Shepard and Smith (1983) referred to the approximately one third of identified students with LD as "clinical cases," meaning that their eligibility was a discretionary judgment made by a multidisciplinary team (MDT) which was at variance with the statistical (i.e., discrepancy) information. This situation may occur because (a) the LD may have caused ability level (i.e., IQ) to decline, and if achievement remained at a comparatively low level, then a discrepancy would not exist; (b) intact skills permitted the student to "compensate" for the effects of LD which means that achievement test scores may reveal an increase while ability level remained constant; or (c) a "mild" discrepancy was present but not unexplained because of factors such as limited school experience, poor instructional history, behavior problems, or second-language considerations. The essential question: Are such students "truly" LD, or is the inconsistency between team decisions and statistical status "truly" misclassification?

The many vagaries associated with "system identification" (Morrison, MacMillan, & Kavale, 1985) are the primary reason for the difficulty in decisions about the presence or absence of LD (Frame, Clarizio, Porter, & Vinsonhaler, 1982). In analyses of MDT decisions, it appears that LD identification criteria, especially the primary criterion of severe discrepancy, were neither rigorously or consistently applied (Epps, McGue, & Ysseldyke, 1982; Furlong & Yanagida, 1985; Furlong & Feldman, 1992). The difficulties begin with the lack of uniformity across educational agencies in setting "severe" discrepancy criterion levels (Perlmutter & Parus, 1983; Thurlow & Ysseldyke, 1979) which are then often exacerbated by differences in interpreting existing guidelines (Thurlow, Ysseldyke, & Casey, 1984; Valus, 1986b). The misapplication of criteria in LD identification procedures is further complicated by external pressures that might include the desire of MDTs to provide special education services, the request of general education teachers to remove difficult-to-teach students, and parental demands for LD placement (e.g., Algozzine & Ysseldyke, 1981b; Sabatino & Miller, 1980; Ysseldyke, Christenson, Pianta, & Algozzine, 1983).

When LD is viewed as primarily a socially constructed disability (Gelzheiser, 1987), the many external pressures often become primary considerations because a criterion like SDL is viewed as too child-centered in a medical model sense and does not permit examination of complex contextual interactions presumed relevant for valid diagnosis (Algozzine & Ysseldyke, 1987). Gerber and Semmel (1984) even argued that an instructional perspective rather than a statistical one should be the basis for determining LD eligibility. They suggested that the teacher become the "test" for determining whether a student has a "real" learning problem. Under such circumstances, it is not surprising to find that MDTs often do not "bother with the data" (Ysseldyke, Algozzine, Richey, & Graden, 1982).

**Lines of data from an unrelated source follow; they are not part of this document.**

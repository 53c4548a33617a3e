//! REST API Routes Module
//!
//! Route handlers organized by resource:
//! - Assignments (create, transitions, history, bulk reassignment)
//! - Caseworker assignment listings
//! - Escalation sweeps (manual trigger, metrics)
//! - Health checks
//!
//! Plus the OpenAPI document and CORS support for browser-based clients.

pub mod assignment;
pub mod caseworker;
pub mod health;
pub mod sweep;

use std::time::Duration;

use axum::{
    http::{header, HeaderValue, Method, StatusCode},
    middleware,
    response::{IntoResponse, Response},
    routing::get,
    Json, Router,
};
use tower_http::cors::{AllowOrigin, Any, CorsLayer};
use tower_http::timeout::TimeoutLayer;
use tower_http::trace::TraceLayer;
use utoipa::OpenApi;

use crate::config::ApiConfig;
use crate::error::{ApiError, ErrorCode};
use crate::openapi::ApiDoc;
use crate::state::AppState;

// ============================================================================
// OPENAPI
// ============================================================================

async fn openapi_json() -> impl IntoResponse {
    Json(ApiDoc::openapi())
}

// ============================================================================
// ROUTER
// ============================================================================

/// Build the full API router over shared state.
pub fn create_api_router(state: AppState, config: &ApiConfig) -> Router {
    let api_routes = Router::new()
        .nest("/assignments", assignment::create_router())
        .nest("/caseworkers", caseworker::create_router())
        .nest("/sweeps", sweep::create_router());

    #[allow(unused_mut)]
    let mut router = Router::new()
        .nest("/api/v1", api_routes)
        .nest("/health", health::create_router())
        .route("/openapi.json", get(openapi_json))
        .with_state(state);

    #[cfg(feature = "swagger-ui")]
    {
        use utoipa_swagger_ui::SwaggerUi;
        router = router.merge(
            SwaggerUi::new("/swagger-ui").url("/api-docs/openapi.json", ApiDoc::openapi()),
        );
    }

    with_request_timeout(router, config.request_timeout)
        .layer(TraceLayer::new_for_http())
        .layer(build_cors_layer(config))
}

/// Abort requests after `timeout` with a `TIMEOUT` error body.
fn with_request_timeout(router: Router, timeout: Duration) -> Router {
    router
        .layer(TimeoutLayer::new(timeout))
        .layer(middleware::map_response(timeout_as_api_error))
}

/// The timeout layer answers with a bare 408; give it the usual error body.
async fn timeout_as_api_error(response: Response) -> Response {
    if response.status() == StatusCode::REQUEST_TIMEOUT {
        return ApiError::from_code(ErrorCode::Timeout).into_response();
    }
    response
}

/// Build the CORS layer from configuration.
///
/// With no configured origins every origin is allowed; otherwise origins are
/// matched with [`ApiConfig::is_origin_allowed`], so `*.` wildcards work.
fn build_cors_layer(config: &ApiConfig) -> CorsLayer {
    let cors = CorsLayer::new()
        .allow_methods([Method::GET, Method::POST, Method::OPTIONS])
        .allow_headers([header::CONTENT_TYPE, header::ACCEPT])
        .max_age(Duration::from_secs(config.cors_max_age_secs));

    if config.cors_origins.is_empty() {
        tracing::info!("CORS: Development mode - allowing all origins");
        cors.allow_origin(Any)
    } else {
        tracing::info!(
            "CORS: Production mode - allowing origins: {:?}",
            config.cors_origins
        );
        let allowed = config.clone();
        let cors = cors.allow_origin(AllowOrigin::predicate(
            move |origin: &HeaderValue, _parts| {
                origin
                    .to_str()
                    .map(|o| allowed.is_origin_allowed(o))
                    .unwrap_or(false)
            },
        ));
        if config.cors_allow_credentials {
            cors.allow_credentials(true)
        } else {
            cors
        }
    }
}
//! API Configuration Module
//!
//! Server binding, request timeout, CORS and development seed settings.
//! Configuration is loaded from environment variables with sensible defaults
//! for development.

use crate::constants::{
    DEFAULT_BIND_HOST, DEFAULT_CORS_MAX_AGE_SECS, DEFAULT_PORT, DEFAULT_REQUEST_TIMEOUT_SECS,
};
use crate::error::{ApiError, ApiResult};
use caseflow_core::AssignmentConfig;
use std::net::SocketAddr;
use std::path::PathBuf;
use std::time::Duration;

// ============================================================================
// API CONFIGURATION
// ============================================================================

/// API configuration for binding, timeouts and CORS.
#[derive(Debug, Clone)]
pub struct ApiConfig {
    /// Host to bind the listener to.
    pub bind_host: String,

    /// Port to listen on.
    pub port: u16,

    /// Requests running longer than this are aborted with 408 `TIMEOUT`.
    pub request_timeout: Duration,

    // ========================================================================
    // CORS Configuration
    // ========================================================================
    /// Allowed CORS origins (comma-separated in env var).
    /// Empty means allow all origins (dev mode).
    /// Example: "https://caseflow.example.org,*.caseflow.example.org"
    pub cors_origins: Vec<String>,

    /// Whether to allow credentials in CORS requests.
    pub cors_allow_credentials: bool,

    /// Max age for CORS preflight cache in seconds.
    pub cors_max_age_secs: u64,

    /// JSON file with caseworkers and clients to preload into memory.
    pub seed_file: Option<PathBuf>,
}

impl Default for ApiConfig {
    fn default() -> Self {
        Self {
            bind_host: DEFAULT_BIND_HOST.to_string(),
            port: DEFAULT_PORT,
            request_timeout: Duration::from_secs(DEFAULT_REQUEST_TIMEOUT_SECS),
            cors_origins: Vec::new(), // Empty = allow all
            cors_allow_credentials: false,
            cors_max_age_secs: DEFAULT_CORS_MAX_AGE_SECS,
            seed_file: None,
        }
    }
}

impl ApiConfig {
    /// Create ApiConfig from environment variables.
    ///
    /// Environment variables:
    /// - `CASEFLOW_API_BIND`: Bind host (default: 0.0.0.0)
    /// - `PORT` or `CASEFLOW_API_PORT`: Listen port (default: 3000)
    /// - `CASEFLOW_REQUEST_TIMEOUT_SECS`: Per-request timeout (default: 30)
    /// - `CASEFLOW_CORS_ORIGINS`: Comma-separated allowed origins (empty = allow all)
    /// - `CASEFLOW_CORS_ALLOW_CREDENTIALS`: "true" or "false" (default: false)
    /// - `CASEFLOW_CORS_MAX_AGE_SECS`: Preflight cache duration (default: 86400)
    /// - `CASEFLOW_SEED_FILE`: Path to a seed JSON file (default: none)
    pub fn from_env() -> Self {
        let bind_host =
            std::env::var("CASEFLOW_API_BIND").unwrap_or_else(|_| DEFAULT_BIND_HOST.to_string());

        let port = std::env::var("PORT")
            .ok()
            .or_else(|| std::env::var("CASEFLOW_API_PORT").ok())
            .and_then(|s| s.parse().ok())
            .unwrap_or(DEFAULT_PORT);

        let request_timeout = Duration::from_secs(
            std::env::var("CASEFLOW_REQUEST_TIMEOUT_SECS")
                .ok()
                .and_then(|s| s.parse().ok())
                .unwrap_or(DEFAULT_REQUEST_TIMEOUT_SECS),
        );

        let cors_origins = std::env::var("CASEFLOW_CORS_ORIGINS")
            .ok()
            .map(|s| {
                s.split(',')
                    .map(|o| o.trim().to_string())
                    .filter(|o| !o.is_empty())
                    .collect()
            })
            .unwrap_or_default();

        let cors_allow_credentials = std::env::var("CASEFLOW_CORS_ALLOW_CREDENTIALS")
            .ok()
            .map(|s| s.to_lowercase() == "true")
            .unwrap_or(false);

        let cors_max_age_secs = std::env::var("CASEFLOW_CORS_MAX_AGE_SECS")
            .ok()
            .and_then(|s| s.parse().ok())
            .unwrap_or(DEFAULT_CORS_MAX_AGE_SECS);

        let seed_file = std::env::var("CASEFLOW_SEED_FILE")
            .ok()
            .filter(|s| !s.trim().is_empty())
            .map(PathBuf::from);

        Self {
            bind_host,
            port,
            request_timeout,
            cors_origins,
            cors_allow_credentials,
            cors_max_age_secs,
            seed_file,
        }
    }

    /// Resolve the socket address to listen on.
    pub fn bind_addr(&self) -> ApiResult<SocketAddr> {
        let addr = format!("{}:{}", self.bind_host, self.port);
        addr.parse::<SocketAddr>().map_err(|e| {
            ApiError::invalid_input(format!("Invalid bind address {}: {}", addr, e))
        })
    }

    /// Check if running in production mode (strict CORS).
    pub fn is_production(&self) -> bool {
        !self.cors_origins.is_empty()
    }

    /// Check if a given origin is allowed.
    pub fn is_origin_allowed(&self, origin: &str) -> bool {
        if self.cors_origins.is_empty() {
            // Dev mode: allow all
            return true;
        }

        self.cors_origins.iter().any(|allowed| {
            if allowed == origin {
                return true;
            }
            // Wildcard subdomains: *.caseflow.example.org
            if let Some(pattern) = allowed.strip_prefix("*.") {
                if let Some(origin_domain) = origin.strip_prefix("https://") {
                    return origin_domain.ends_with(&format!(".{}", pattern));
                }
            }
            false
        })
    }
}

// ============================================================================
// ASSIGNMENT CONFIGURATION
// ============================================================================

/// Load the workflow configuration, overriding defaults from the environment.
///
/// Environment variables:
/// - `CASEFLOW_ACCEPTANCE_WINDOW_HOURS`: Business hours to accept (default: 24)
/// - `CASEFLOW_MAX_AUTO_REASSIGNMENTS`: Escalation budget per assignment (default: 3)
/// - `CASEFLOW_AUTO_REASSIGNMENT_ENABLED`: Default for new assignments (default: true)
/// - `CASEFLOW_ESCALATION_REASON`: Reason recorded by the sweeper
pub fn assignment_config_from_env() -> ApiResult<AssignmentConfig> {
    let defaults = AssignmentConfig::default();
    let config = AssignmentConfig {
        acceptance_window_hours: std::env::var("CASEFLOW_ACCEPTANCE_WINDOW_HOURS")
            .ok()
            .and_then(|s| s.parse().ok())
            .unwrap_or(defaults.acceptance_window_hours),
        max_auto_reassignment_attempts: std::env::var("CASEFLOW_MAX_AUTO_REASSIGNMENTS")
            .ok()
            .and_then(|s| s.parse().ok())
            .unwrap_or(defaults.max_auto_reassignment_attempts),
        auto_reassignment_enabled_default: std::env::var("CASEFLOW_AUTO_REASSIGNMENT_ENABLED")
            .ok()
            .map(|s| s.to_lowercase() != "false")
            .unwrap_or(defaults.auto_reassignment_enabled_default),
        escalation_reason: std::env::var("CASEFLOW_ESCALATION_REASON")
            .unwrap_or(defaults.escalation_reason),
        system_actor_id: defaults.system_actor_id,
    };
    config.validate()?;
    Ok(config)
}

#[cfg(test)]
mod tests {
    use super::*;

    #[test]
    fn test_default_config() {
        let config = ApiConfig::default();
        assert!(config.cors_origins.is_empty());
        assert!(!config.cors_allow_credentials);
        assert_eq!(config.cors_max_age_secs, 86400);
        assert_eq!(config.port, 3000);
        assert_eq!(config.request_timeout, Duration::from_secs(30));
        assert!(config.seed_file.is_none());
    }

    #[test]
    fn test_assignment_config_defaults_are_valid() {
        // Env overrides are not set in the test environment.
        let config = assignment_config_from_env().unwrap();
        assert_eq!(config.max_auto_reassignment_attempts, 3);
        assert!(config.auto_reassignment_enabled_default);
    }

    #[test]
    fn test_bind_addr() {
        let config = ApiConfig {
            bind_host: "127.0.0.1".to_string(),
            port: 8080,
            ..ApiConfig::default()
        };
        let addr = config.bind_addr().unwrap();
        assert_eq!(addr.port(), 8080);
        assert!(addr.ip().is_loopback());
    }

    #[test]
    fn test_bind_addr_rejects_garbage_host() {
        let config = ApiConfig {
            bind_host: "not a host".to_string(),
            ..ApiConfig::default()
        };
        let err = config.bind_addr().unwrap_err();
        assert_eq!(err.code, crate::error::ErrorCode::InvalidInput);
    }

    #[test]
    fn test_is_production() {
        let mut config = ApiConfig::default();
        assert!(!config.is_production());

        config.cors_origins = vec!["https://caseflow.example.org".to_string()];
        assert!(config.is_production());
    }

    #[test]
    fn test_origin_allowed_dev_mode() {
        let config = ApiConfig::default();
        assert!(config.is_origin_allowed("https://anything.com"));
        assert!(config.is_origin_allowed("http://localhost:3000"));
    }

    #[test]
    fn test_origin_allowed_production() {
        let config = ApiConfig {
            cors_origins: vec![
                "https://caseflow.example.org".to_string(),
                "https://admin.caseflow.example.org".to_string(),
            ],
            ..ApiConfig::default()
        };

        assert!(config.is_origin_allowed("https://caseflow.example.org"));
        assert!(config.is_origin_allowed("https://admin.caseflow.example.org"));
        assert!(!config.is_origin_allowed("https://evil.com"));
        assert!(!config.is_origin_allowed("https://notcaseflow.example.org"));
    }

    #[test]
    fn test_wildcard_subdomain() {
        let config = ApiConfig {
            cors_origins: vec!["*.caseflow.example.org".to_string()],
            ..ApiConfig::default()
        };

        assert!(config.is_origin_allowed("https://app.caseflow.example.org"));
        assert!(config.is_origin_allowed("https://api.caseflow.example.org"));
        assert!(!config.is_origin_allowed("https://evilcaseflow.example.org"));
        assert!(!config.is_origin_allowed("http://app.caseflow.example.org"));
    }
}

The "clinical cases" of LD represent, at best, a "functional" LD because even though deemed eligible, the students in question really did not meet stipulated identification criteria with discrepancy often being the most tangible. The failure to meet stipulated criteria, however, raised serious questions about the reliability and validity of "clinical diagnoses" of LD (Shepard, 1983). It was, therefore, not surprising to find that judges were not able to differentiate students with LD based solely on an examination of test scores (Epps, Ysseldyke, & McGue, 1984).